Tennis

Italtennis da Mattarella al Quirinale: le parole di Berrettini, Cobolli e Cocciaretto

Giornata indimenticabile per l’Italia del tennis che è stata ricevuta dal Presidente della Repubblica Sergio Mattarella
Volandri, Cobolli e Berrettini (Getty Images)

Inizio di settimana con il sorteggio dei tabelloni principali del singolare maschile e femminile degli Internazionali di Roma 2026, ma non solo con le nazionali di Coppa Davis e di Billie Jean King Cup che sono state ricevute al Quirinale dal Presidente della Repubblica, Sergio Mattarella, nella giornata di lunedì 4 maggio.

Grande emozione da parte dei protagonisti che hanno commentato quanto accaduto con enorme partecipazione ai microfoni di Sky Sport.

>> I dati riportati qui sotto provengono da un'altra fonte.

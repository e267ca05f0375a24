use std::env;
use std::io;

use once_cell::sync::OnceCell;
use tracing_appender::non_blocking::WorkerGuard;
use tracing_subscriber::layer::SubscriberExt;
use tracing_subscriber::util::SubscriberInitExt;
use tracing_subscriber::{fmt, EnvFilter};

// Keeps the non-blocking file writer alive for the process lifetime.
static FILE_GUARD: OnceCell<WorkerGuard> = OnceCell::new();

pub fn init() {
    // Env filter: use RUST_LOG or default to info
    let filter = EnvFilter::try_from_default_env().unwrap_or_else(|_| EnvFilter::new("info"));

    let console_layer = fmt::layer()
        .with_writer(io::stderr)
        .with_target(true)
        .with_file(true)
        .with_line_number(true)
        .compact();

    // Optional file logging (RUST_LOG_FILE=logs/marcher.log by default)
    let log_path = env::var("RUST_LOG_FILE").unwrap_or_else(|_| "logs/marcher.log".to_string());
    let (nb_writer, guard) = tracing_appender::non_blocking(tracing_appender::rolling::daily(
        std::path::Path::new(&log_path)
            .parent()
            .unwrap_or(std::path::Path::new(".")),
        std::path::Path::new(&log_path)
            .file_name()
            .unwrap_or(std::ffi::OsStr::new("marcher.log")),
    ));
    let _ = FILE_GUARD.set(guard);

    let file_layer = fmt::layer()
        .with_writer(nb_writer)
        .with_target(true)
        .with_ansi(false)
        .compact();

    tracing_subscriber::registry()
        .with(filter)
        .with(console_layer)
        .with(file_layer)
        .init();

    // Hook panics so they land in the log as well
    std::panic::set_hook(Box::new(|info| {
        let mut msg = String::new();
        if let Some(loc) = info.location() {
            msg.push_str(&format!("panic at {}:{}:{} ", loc.file(), loc.line(), loc.column()));
        }
        if let Some(s) = info.payload().downcast_ref::<&str>() {
            msg.push_str(s);
        } else if let Some(s) = info.payload().downcast_ref::<String>() {
            msg.push_str(s);
        } else {
            msg.push_str("<non-string panic>");
        }
        tracing::error!("{}", msg);
    }));
}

Le parole di Matteo Berrettini

Non ci si abitua mai e fa piacere essere presenti al Quirinale per occasioni così speciali, è bello il percorso che stiamo facendo e vedere come siamo forti come squadra; è un bel momento anche per passare un po’ di tempo insieme”.

Le parole di Flavio Cobolli

Sono state due/tre giornate intense in cui non riuscivo a realizzare che avrei parlato davanti al Presidente della Repubblica. Non mi sentivo a mio agio, poi quando sono andato lì, è come quando scendi in campo. Sentivo di rappresentare i ragazzi, credo che sia andata molto bene, è stato speciale. Io non avevo mai avuto modo di parlare con Mattarella, è stato un privilegio. Spero si possa replicare. Mi sento nella mia confort-zone, ma è una cosa anche nuova. Devo distinguere le cose: da un lato va bene e dall’altra devo continuare a lavorare perché essere il n.12 del mondo non è un punto di arrivo, ma di partenza. Devo rimanere umile e non pormi limiti. Già a Roma vorrei continuare a dimostrare che posso essere costante durante tutto l’anno”.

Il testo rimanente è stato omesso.